Scomi Energy (Scomies)/Scomi Bhd



Word has that Standard Chartered Private Equity, which is the second largest shareholder in the company, is looking to dispose of its 11.48% block in Scomies.

Together with the company’s parent – Scomi Group, they collectively control over 77% of Scomi Energy, a provider of services to the oil and gas and marine industries.

Notably, Scomi Energy chief executive officer Shah Hakim @ Shahzanim Zain had also been actively buying up shares in the firm in the May to June period, holding a direct stake of 0.09% at last look.

Scomi Energy, which not too long ago was only focused on marine services, involved specifically in coal transporting in Indonesia, has an extensive portfolio to offer to investors. The enlarged entity now encompasses drilling fluids, drilling waste management, production enhancement; and offshore support and marine logistics vessels.

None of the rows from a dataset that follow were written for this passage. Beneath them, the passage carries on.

//! Input event types for item views.
//!
//! This module defines the pointer and keyboard events that item views
//! consume. Events carry an [`EventBase`] with the accepted flag; a handler
//! that consumes an event calls [`accept`](EventBase::accept) on it so the
//! caller knows not to propagate it further.

use grove_core::Point;

/// Keyboard modifiers that may be held during input events.
#[derive(Debug, Clone, Copy, PartialEq, Eq, Default, Hash)]
pub struct KeyboardModifiers {
    /// The Shift key is held.
    pub shift: bool,
    /// The Control key is held (Cmd on macOS).
    pub control: bool,
    /// The Alt key is held (Option on macOS).
    pub alt: bool,
    /// The Meta/Super key is held (Windows key, Cmd on macOS).
    pub meta: bool,
}

impl KeyboardModifiers {
    /// No modifiers pressed.
    pub const NONE: Self = Self {
        shift: false,
        control: false,
        alt: false,
        meta: false,
    };

    /// Shift modifier only.
    pub const SHIFT: Self = Self {
        shift: true,
        control: false,
        alt: false,
        meta: false,
    };

    /// Control modifier only.
    pub const CTRL: Self = Self {
        shift: false,
        control: true,
        alt: false,
        meta: false,
    };

    /// Alt modifier only.
    pub const ALT: Self = Self {
        shift: false,
        control: false,
        alt: true,
        meta: false,
    };

    /// Check if any modifier is pressed.
    pub fn any(&self) -> bool {
        self.shift || self.control || self.alt || self.meta
    }

    /// Check if no modifiers are pressed.
    pub fn none(&self) -> bool {
        !self.any()
    }
}

/// Mouse buttons.
#[derive(Debug, Clone, Copy, PartialEq, Eq, Hash)]
#[repr(u8)]
pub enum MouseButton {
    /// Primary button (usually left).
    Left = 0,
    /// Secondary button (usually right).
    Right = 1,
    /// Middle button (scroll wheel click).
    Middle = 2,
}

/// Common data for all view events.
#[derive(Debug, Clone, Copy)]
pub struct EventBase {
    /// Whether the event has been accepted (handled).
    accepted: bool,
}

impl Default for EventBase {
    fn default() -> Self {
        Self::new()
    }
}

impl EventBase {
    /// Create a new event base.
    pub fn new() -> Self {
        Self { accepted: false }
    }

    /// Check if the event has been accepted.
    pub fn is_accepted(&self) -> bool {
        self.accepted
    }

    /// Accept the event, preventing further propagation.
    pub fn accept(&mut self) {
        self.accepted = true;
    }

    /// Ignore the event, allowing further propagation.
    pub fn ignore(&mut self) {
        self.accepted = false;
    }
}

/// Mouse press event.
#[derive(Debug, Clone, Copy)]
pub struct MousePressEvent {
    /// Base event data.
    pub base: EventBase,
    /// The button that was pressed.
    pub button: MouseButton,
    /// Position in view-local coordinates.
    pub local_pos: Point,
    /// Keyboard modifiers held during the event.
    pub modifiers: KeyboardModifiers,
}

impl MousePressEvent {
    /// Create a new mouse press event.
    pub fn new(button: MouseButton, local_pos: Point, modifiers: KeyboardModifiers) -> Self {
        Self {
            base: EventBase::new(),
            button,
            local_pos,
            modifiers,
        }
    }
}

/// Mouse double-click event.
///
/// Delivered in place of the second press of a double click.
#[derive(Debug, Clone, Copy)]
pub struct MouseDoubleClickEvent {
    /// Base event data.
    pub base: EventBase,
    /// The button that was double-clicked.
    pub button: MouseButton,
    /// Position in view-local coordinates.
    pub local_pos: Point,
    /// Keyboard modifiers held during the event.
    pub modifiers: KeyboardModifiers,
}

impl MouseDoubleClickEvent {
    /// Create a new mouse double-click event.
    pub fn new(button: MouseButton, local_pos: Point, modifiers: KeyboardModifiers) -> Self {
        Self {
            base: EventBase::new(),
            button,
            local_pos,
            modifiers,
        }
    }
}

/// Mouse release event.
#[derive(Debug, Clone, Copy)]
pub struct MouseReleaseEvent {
    /// Base event data.
    pub base: EventBase,
    /// The button that was released.
    pub button: MouseButton,
    /// Position in view-local coordinates.
    pub local_pos: Point,
    /// Keyboard modifiers held during the event.
    pub modifiers: KeyboardModifiers,
}

impl MouseReleaseEvent {
    /// Create a new mouse release event.
    pub fn new(button: MouseButton, local_pos: Point, modifiers: KeyboardModifiers) -> Self {
        Self {
            base: EventBase::new(),
            button,
            local_pos,
            modifiers,
        }
    }
}

/// Mouse move event.
#[derive(Debug, Clone, Copy)]
pub struct MouseMoveEvent {
    /// Base event data.
    pub base: EventBase,
    /// Position in view-local coordinates.
    pub local_pos: Point,
    /// Mouse buttons currently held.
    pub buttons: u8,
    /// Keyboard modifiers held during the event.
    pub modifiers: KeyboardModifiers,
}

impl MouseMoveEvent {
    /// Create a new mouse move event.
    pub fn new(local_pos: Point, buttons: u8, modifiers: KeyboardModifiers) -> Self {
        Self {
            base: EventBase::new(),
            local_pos,
            buttons,
            modifiers,
        }
    }

    /// Create a move event with no buttons held.
    pub fn hover(local_pos: Point) -> Self {
        Self::new(local_pos, 0, KeyboardModifiers::NONE)
    }

    /// Create a move event with the given button held.
    pub fn with_button(local_pos: Point, button: MouseButton) -> Self {
        Self::new(local_pos, 1 << button as u8, KeyboardModifiers::NONE)
    }

    /// Check if a specific button is pressed.
    pub fn is_button_pressed(&self, button: MouseButton) -> bool {
        (self.buttons & (1 << button as u8)) != 0
    }
}

/// Leave event, sent when the mouse leaves the view area.
#[derive(Debug, Clone, Copy)]
pub struct LeaveEvent {
    /// Base event data.
    pub base: EventBase,
}

impl LeaveEvent {
    /// Create a new leave event.
    pub fn new() -> Self {
        Self {
            base: EventBase::new(),
        }
    }
}

impl Default for LeaveEvent {
    fn default() -> Self {
        Self::new()
    }
}

/// Keyboard key codes used by item views.
#[derive(Debug, Clone, Copy, PartialEq, Eq, Hash)]
pub enum Key {
    /// Up arrow.
    ArrowUp,
    /// Down arrow.
    ArrowDown,
    /// Left arrow (collapse in tree views).
    ArrowLeft,
    /// Right arrow (expand in tree views).
    ArrowRight,
    /// Home key.
    Home,
    /// End key.
    End,
    /// Page up.
    PageUp,
    /// Page down.
    PageDown,
    /// Enter/Return.
    Enter,
    /// Space bar.
    Space,
    /// Escape.
    Escape,
}

impl Key {
    /// Check if this key moves the cursor.
    pub fn is_navigation(&self) -> bool {
        matches!(
            self,
            Key::ArrowUp
                | Key::ArrowDown
                | Key::ArrowLeft
                | Key::ArrowRight
                | Key::Home
                | Key::End
                | Key::PageUp
                | Key::PageDown
        )
    }
}

/// Key press event, sent when a key is pressed.
#[derive(Debug, Clone, Copy)]
pub struct KeyPressEvent {
    /// Base event data.
    pub base: EventBase,
    /// The key that was pressed.
    pub key: Key,
    /// Keyboard modifiers held during the event.
    pub modifiers: KeyboardModifiers,
}

impl KeyPressEvent {
    /// Create a new key press event.
    pub fn new(key: Key, modifiers: KeyboardModifiers) -> Self {
        Self {
            base: EventBase::new(),
            key,
            modifiers,
        }
    }
}

/// Enumeration of all view event types.
///
/// This allows passing events through a unified interface while preserving
/// type information for event handlers.
#[derive(Debug)]
pub enum ViewEvent {
    /// Mouse press event.
    MousePress(MousePressEvent),
    /// Mouse double-click event.
    DoubleClick(MouseDoubleClickEvent),
    /// Mouse release event.
    MouseRelease(MouseReleaseEvent),
    /// Mouse move event.
    MouseMove(MouseMoveEvent),
    /// Mouse leave event.
    Leave(LeaveEvent),
    /// Key press event.
    KeyPress(KeyPressEvent),
}

impl ViewEvent {
    /// Check if the event has been accepted.
    pub fn is_accepted(&self) -> bool {
        match self {
            Self::MousePress(e) => e.base.is_accepted(),
            Self::DoubleClick(e) => e.base.is_accepted(),
            Self::MouseRelease(e) => e.base.is_accepted(),
            Self::MouseMove(e) => e.base.is_accepted(),
            Self::Leave(e) => e.base.is_accepted(),
            Self::KeyPress(e) => e.base.is_accepted(),
        }
    }

    /// Accept the event.
    pub fn accept(&mut self) {
        match self {
            Self::MousePress(e) => e.base.accept(),
            Self::DoubleClick(e) => e.base.accept(),
            Self::MouseRelease(e) => e.base.accept(),
            Self::MouseMove(e) => e.base.accept(),
            Self::Leave(e) => e.base.accept(),
            Self::KeyPress(e) => e.base.accept(),
        }
    }

    /// Ignore the event.
    pub fn ignore(&mut self) {
        match self {
            Self::MousePress(e) => e.base.ignore(),
            Self::DoubleClick(e) => e.base.ignore(),
            Self::MouseRelease(e) => e.base.ignore(),
            Self::MouseMove(e) => e.base.ignore(),
            Self::Leave(e) => e.base.ignore(),
            Self::KeyPress(e) => e.base.ignore(),
        }
    }
}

The merger of all of its oil and gas (O&G) units also puts the company on a stronger financial footing, allowing it to “aggressively” participate in the industry.

Recall, its parent Scomi Group Bhd had in March 2013 completed its restructuring exercise which saw all its units involved in the O&G business consolidate under one entity - Scomi Energy.

Started in February 2012, the exercise saw the disposal of Scomi Oilfield Ltd, Scomi Sosma Sdn Bhd and Scomi KMC Sdn Bhd by Scomi Group to Scomi Energy.

It also involved an internal restructuring of legal entities within the oilfield services for oil field services in the Eastern Hemisphere business to fall under Scomi Energy; and also a capital repayment within Scomi Energy to its shareholders.

Scomi Energy reported a net profit of RM20.1mil on revenue of RM283.2mil for its latest quarter ended March 31.

Based on the latest financials, its net gearing is about 0.3 times.

The Eastern Hemisphere which includes Asia and the Middle East and which is where Scomi Energy is in, is set to see exciting growth in the oil and gas industry. These are the regions where it is active in with the streamlining of its business.

From mid 2012 it had already won several major contracts in Qatar, Indonesia, Turkmenistan, Myanmar as well as locally. It will continue to actively pursue contracts especially in Thailand, Indonesia and India.

Scomi Energy’s current drilling orderbook is at RM5bil.

Over the next couple of years however, it is setting its eyes on contracts worth some RM1bil even as it focuses on the execution of its existing contracts.

In Malaysia, drilling activity will intensify due to enhanced oil recovery, marginal field development and exploration. The Government’s effort in increasing oil and gas production forms a strong foundation for offshore drilling activities.

Scomi Energy will be one of the main beneficiaries given its 50% market share in drillling fluid and drilling waste management business in Malaysia. Addressable drilling waste market size for Scomi Energy is estimated to be US$2.1bil (RM6.7bil) this year.

Margin of its oilfield projects currently (July 2013) contribute the bulk to company revenue at more than 80%.

The restructuring has allowed the company to optimise its operations and to share resources, resulting in a very lean and flat organisation.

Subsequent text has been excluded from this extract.